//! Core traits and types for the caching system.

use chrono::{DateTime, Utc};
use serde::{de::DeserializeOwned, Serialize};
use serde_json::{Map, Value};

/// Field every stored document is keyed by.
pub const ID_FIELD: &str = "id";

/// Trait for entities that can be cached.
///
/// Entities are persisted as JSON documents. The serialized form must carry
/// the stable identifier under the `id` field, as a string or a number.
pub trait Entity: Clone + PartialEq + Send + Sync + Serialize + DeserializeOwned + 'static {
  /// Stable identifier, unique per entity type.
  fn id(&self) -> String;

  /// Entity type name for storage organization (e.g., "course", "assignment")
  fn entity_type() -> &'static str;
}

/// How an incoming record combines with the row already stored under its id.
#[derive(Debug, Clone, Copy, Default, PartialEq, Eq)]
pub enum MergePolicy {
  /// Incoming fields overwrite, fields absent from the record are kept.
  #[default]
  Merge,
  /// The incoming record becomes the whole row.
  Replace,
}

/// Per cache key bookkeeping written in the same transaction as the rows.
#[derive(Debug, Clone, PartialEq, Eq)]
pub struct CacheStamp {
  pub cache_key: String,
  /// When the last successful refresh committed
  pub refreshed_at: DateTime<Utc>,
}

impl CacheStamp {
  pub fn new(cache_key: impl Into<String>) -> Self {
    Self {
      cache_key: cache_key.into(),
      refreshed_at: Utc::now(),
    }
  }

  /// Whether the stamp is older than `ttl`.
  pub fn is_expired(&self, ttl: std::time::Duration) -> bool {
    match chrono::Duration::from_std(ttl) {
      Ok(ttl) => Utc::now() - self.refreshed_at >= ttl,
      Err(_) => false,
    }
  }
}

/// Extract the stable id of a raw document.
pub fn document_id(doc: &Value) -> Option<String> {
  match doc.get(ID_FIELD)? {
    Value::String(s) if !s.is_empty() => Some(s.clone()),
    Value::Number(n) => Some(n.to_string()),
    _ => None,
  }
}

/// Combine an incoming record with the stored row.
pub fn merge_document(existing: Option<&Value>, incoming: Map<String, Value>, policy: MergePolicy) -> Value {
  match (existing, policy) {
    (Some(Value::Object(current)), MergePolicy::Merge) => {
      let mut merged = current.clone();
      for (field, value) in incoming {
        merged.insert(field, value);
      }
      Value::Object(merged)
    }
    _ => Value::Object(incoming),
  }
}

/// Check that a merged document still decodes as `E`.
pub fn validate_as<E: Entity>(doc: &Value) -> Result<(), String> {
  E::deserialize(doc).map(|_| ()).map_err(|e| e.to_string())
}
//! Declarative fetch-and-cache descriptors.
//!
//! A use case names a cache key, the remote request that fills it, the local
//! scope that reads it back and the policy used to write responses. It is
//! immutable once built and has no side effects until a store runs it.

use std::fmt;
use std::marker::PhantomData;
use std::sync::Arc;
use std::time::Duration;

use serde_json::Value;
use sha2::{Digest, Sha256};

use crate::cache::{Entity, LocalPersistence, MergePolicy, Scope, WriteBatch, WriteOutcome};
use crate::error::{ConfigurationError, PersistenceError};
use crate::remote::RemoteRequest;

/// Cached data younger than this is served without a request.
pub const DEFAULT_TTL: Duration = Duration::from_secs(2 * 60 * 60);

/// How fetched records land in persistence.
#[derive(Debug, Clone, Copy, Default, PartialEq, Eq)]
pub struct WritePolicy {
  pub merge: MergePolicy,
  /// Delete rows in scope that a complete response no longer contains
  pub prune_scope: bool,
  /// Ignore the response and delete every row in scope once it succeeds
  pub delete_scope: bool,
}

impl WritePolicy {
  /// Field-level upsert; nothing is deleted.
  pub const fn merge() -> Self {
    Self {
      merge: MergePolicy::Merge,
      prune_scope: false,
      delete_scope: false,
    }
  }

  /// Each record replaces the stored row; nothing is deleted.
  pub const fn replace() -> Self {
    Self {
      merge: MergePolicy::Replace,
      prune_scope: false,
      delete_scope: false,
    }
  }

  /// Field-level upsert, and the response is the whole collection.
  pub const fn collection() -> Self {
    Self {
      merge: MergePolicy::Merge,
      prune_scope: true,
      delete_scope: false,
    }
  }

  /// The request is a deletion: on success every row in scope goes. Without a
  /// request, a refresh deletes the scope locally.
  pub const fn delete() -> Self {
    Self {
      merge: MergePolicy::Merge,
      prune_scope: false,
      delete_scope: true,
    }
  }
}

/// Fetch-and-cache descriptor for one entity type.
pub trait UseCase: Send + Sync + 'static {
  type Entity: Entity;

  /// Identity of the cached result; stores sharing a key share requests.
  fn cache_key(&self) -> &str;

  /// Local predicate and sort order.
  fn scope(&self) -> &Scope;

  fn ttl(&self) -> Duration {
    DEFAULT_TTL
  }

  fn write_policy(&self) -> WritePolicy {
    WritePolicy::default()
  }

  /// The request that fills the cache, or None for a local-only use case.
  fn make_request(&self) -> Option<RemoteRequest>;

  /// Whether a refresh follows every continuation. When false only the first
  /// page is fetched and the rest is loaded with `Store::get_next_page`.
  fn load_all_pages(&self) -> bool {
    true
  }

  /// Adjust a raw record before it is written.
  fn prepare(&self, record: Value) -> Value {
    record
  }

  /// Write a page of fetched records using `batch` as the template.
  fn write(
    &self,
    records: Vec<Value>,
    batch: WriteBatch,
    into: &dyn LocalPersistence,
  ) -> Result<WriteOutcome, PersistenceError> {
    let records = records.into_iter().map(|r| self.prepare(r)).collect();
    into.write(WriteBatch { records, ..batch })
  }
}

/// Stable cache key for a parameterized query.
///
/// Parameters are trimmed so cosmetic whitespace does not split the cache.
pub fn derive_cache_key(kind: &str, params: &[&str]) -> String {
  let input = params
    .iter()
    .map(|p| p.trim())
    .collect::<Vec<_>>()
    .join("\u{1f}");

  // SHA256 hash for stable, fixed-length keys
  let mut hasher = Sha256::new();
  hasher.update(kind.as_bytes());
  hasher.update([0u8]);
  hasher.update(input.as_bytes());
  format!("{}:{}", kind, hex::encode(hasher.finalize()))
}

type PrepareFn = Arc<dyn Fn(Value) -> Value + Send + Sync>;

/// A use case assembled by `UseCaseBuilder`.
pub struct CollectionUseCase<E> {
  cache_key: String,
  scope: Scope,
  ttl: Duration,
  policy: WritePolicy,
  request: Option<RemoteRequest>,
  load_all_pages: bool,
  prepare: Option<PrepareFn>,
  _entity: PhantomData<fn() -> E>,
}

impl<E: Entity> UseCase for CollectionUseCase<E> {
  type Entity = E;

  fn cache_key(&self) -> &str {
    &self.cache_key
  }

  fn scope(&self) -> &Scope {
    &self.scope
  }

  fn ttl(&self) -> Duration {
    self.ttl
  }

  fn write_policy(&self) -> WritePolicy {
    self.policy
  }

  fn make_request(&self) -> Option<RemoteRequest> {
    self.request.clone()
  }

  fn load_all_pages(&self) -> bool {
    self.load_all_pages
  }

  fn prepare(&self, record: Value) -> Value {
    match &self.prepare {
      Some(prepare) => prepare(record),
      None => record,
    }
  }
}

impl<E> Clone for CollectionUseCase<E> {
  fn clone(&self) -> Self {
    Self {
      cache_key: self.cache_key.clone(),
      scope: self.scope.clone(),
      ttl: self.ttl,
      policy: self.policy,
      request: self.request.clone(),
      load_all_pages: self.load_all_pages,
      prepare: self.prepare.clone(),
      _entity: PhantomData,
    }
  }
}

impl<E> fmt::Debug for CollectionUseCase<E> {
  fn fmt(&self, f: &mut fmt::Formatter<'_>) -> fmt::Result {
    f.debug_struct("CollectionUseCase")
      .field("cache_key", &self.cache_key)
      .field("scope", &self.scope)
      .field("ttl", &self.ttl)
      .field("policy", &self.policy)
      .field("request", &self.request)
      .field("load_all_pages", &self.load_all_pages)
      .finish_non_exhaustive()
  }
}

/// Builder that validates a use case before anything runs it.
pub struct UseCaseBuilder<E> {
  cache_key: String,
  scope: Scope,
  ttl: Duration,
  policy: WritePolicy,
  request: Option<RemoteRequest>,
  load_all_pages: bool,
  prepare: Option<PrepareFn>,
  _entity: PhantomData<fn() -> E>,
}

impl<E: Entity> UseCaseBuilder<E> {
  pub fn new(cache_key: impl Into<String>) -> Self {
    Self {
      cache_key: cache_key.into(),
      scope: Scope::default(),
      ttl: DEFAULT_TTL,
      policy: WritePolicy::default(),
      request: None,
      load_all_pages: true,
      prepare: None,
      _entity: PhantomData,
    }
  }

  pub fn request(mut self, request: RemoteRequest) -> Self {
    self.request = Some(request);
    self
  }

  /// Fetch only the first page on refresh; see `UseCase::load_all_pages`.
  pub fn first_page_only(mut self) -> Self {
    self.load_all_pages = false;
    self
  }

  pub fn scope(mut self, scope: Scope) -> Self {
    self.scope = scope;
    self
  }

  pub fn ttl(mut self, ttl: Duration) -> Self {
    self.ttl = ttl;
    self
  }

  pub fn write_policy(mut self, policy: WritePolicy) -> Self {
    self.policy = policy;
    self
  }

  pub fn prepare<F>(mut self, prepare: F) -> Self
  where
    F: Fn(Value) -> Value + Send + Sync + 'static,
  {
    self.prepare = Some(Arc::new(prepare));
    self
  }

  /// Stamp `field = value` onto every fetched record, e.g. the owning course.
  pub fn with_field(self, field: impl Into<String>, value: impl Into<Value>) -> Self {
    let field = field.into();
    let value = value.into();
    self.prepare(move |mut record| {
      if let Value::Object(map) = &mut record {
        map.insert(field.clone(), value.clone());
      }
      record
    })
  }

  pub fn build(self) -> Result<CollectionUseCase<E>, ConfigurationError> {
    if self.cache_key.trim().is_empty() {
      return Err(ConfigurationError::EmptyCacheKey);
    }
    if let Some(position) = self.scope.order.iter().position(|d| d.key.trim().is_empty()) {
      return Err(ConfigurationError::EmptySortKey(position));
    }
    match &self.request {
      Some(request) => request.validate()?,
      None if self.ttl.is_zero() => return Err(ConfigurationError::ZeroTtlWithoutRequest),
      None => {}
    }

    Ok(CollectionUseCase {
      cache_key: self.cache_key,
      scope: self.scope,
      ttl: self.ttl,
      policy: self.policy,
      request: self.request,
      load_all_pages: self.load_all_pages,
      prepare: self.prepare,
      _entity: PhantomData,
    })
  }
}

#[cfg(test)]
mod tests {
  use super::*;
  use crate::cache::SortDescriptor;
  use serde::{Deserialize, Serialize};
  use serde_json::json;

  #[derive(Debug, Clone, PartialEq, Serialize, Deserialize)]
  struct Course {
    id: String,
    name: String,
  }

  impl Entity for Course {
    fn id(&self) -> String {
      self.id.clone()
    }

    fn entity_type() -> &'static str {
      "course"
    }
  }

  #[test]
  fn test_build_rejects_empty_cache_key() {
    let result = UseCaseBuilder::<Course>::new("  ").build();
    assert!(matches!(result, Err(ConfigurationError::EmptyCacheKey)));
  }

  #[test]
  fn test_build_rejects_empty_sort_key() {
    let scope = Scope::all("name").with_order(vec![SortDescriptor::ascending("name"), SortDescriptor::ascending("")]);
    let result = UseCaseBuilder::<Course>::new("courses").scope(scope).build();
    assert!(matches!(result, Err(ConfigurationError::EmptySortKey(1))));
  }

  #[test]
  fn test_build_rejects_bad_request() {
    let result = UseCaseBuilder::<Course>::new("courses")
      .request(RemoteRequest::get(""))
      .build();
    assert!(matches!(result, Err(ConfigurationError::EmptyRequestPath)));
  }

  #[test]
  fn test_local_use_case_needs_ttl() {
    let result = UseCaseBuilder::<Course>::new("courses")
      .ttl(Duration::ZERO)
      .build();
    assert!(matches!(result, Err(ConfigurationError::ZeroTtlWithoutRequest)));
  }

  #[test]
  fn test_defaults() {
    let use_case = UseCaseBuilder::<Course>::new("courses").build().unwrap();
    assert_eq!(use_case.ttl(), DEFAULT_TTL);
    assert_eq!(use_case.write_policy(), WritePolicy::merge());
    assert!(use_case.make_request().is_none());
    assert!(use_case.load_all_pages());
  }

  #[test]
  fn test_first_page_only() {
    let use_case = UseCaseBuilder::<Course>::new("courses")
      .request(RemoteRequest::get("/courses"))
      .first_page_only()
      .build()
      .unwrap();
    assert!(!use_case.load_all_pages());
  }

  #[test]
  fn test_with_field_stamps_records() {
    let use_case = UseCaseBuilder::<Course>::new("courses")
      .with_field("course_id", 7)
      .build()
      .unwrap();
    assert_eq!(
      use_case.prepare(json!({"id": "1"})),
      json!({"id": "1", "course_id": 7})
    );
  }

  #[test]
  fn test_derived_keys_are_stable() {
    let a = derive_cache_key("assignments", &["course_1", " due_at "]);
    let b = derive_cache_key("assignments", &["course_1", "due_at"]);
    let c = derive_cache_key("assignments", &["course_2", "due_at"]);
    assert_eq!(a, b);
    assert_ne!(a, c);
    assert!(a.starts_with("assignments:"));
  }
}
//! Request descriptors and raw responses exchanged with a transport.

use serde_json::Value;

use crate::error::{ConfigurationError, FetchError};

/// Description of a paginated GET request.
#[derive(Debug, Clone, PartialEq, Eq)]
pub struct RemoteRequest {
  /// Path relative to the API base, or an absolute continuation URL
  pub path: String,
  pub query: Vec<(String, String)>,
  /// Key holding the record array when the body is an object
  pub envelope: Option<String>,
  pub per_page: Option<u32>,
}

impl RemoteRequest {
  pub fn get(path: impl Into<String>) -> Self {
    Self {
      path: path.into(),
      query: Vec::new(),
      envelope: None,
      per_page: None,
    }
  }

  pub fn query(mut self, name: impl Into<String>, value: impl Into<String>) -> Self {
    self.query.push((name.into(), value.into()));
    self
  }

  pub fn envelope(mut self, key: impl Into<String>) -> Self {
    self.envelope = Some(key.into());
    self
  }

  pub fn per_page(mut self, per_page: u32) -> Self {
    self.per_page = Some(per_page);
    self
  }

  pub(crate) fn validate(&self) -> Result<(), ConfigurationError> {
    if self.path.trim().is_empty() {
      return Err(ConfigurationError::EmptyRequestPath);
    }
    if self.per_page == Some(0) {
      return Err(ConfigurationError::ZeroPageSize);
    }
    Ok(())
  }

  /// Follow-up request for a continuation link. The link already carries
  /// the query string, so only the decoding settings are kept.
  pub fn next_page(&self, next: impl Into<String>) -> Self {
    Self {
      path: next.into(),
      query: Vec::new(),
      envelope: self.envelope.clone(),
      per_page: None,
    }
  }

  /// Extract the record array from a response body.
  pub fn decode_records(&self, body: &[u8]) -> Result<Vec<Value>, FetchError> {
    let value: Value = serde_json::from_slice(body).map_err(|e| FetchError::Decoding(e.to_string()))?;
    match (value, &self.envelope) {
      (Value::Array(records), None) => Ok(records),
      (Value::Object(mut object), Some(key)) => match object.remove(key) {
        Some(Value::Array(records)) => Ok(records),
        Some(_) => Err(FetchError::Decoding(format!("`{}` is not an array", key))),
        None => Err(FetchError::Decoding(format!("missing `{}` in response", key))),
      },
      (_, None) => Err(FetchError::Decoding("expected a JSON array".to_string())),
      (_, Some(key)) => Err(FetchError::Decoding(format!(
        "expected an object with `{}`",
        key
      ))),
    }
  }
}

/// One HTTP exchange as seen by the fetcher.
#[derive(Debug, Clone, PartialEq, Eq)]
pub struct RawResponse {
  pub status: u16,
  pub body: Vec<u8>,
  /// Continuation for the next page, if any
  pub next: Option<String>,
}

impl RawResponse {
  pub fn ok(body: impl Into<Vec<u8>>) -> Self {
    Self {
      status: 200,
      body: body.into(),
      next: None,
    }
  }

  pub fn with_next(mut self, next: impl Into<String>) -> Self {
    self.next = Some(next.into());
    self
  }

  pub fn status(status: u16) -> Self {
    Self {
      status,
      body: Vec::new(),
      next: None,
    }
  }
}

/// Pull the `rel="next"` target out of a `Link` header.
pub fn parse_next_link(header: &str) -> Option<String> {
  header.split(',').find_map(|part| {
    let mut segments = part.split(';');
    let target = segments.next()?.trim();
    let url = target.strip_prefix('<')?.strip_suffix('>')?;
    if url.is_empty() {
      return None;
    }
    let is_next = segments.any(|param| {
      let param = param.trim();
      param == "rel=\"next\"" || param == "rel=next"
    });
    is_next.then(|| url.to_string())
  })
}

What to do: Could you find every line in the records above that contains the word "MergePolicy" and copy it?

The answer:
pub enum MergePolicy {
pub fn merge_document(existing: Option<&Value>, incoming: Map<String, Value>, policy: MergePolicy) -> Value {
    (Some(Value::Object(current)), MergePolicy::Merge) => {
use crate::cache::{Entity, LocalPersistence, MergePolicy, Scope, WriteBatch, WriteOutcome};
  pub merge: MergePolicy,
      merge: MergePolicy::Merge,
      merge: MergePolicy::Replace,
      merge: MergePolicy::Merge,
      merge: MergePolicy::Merge,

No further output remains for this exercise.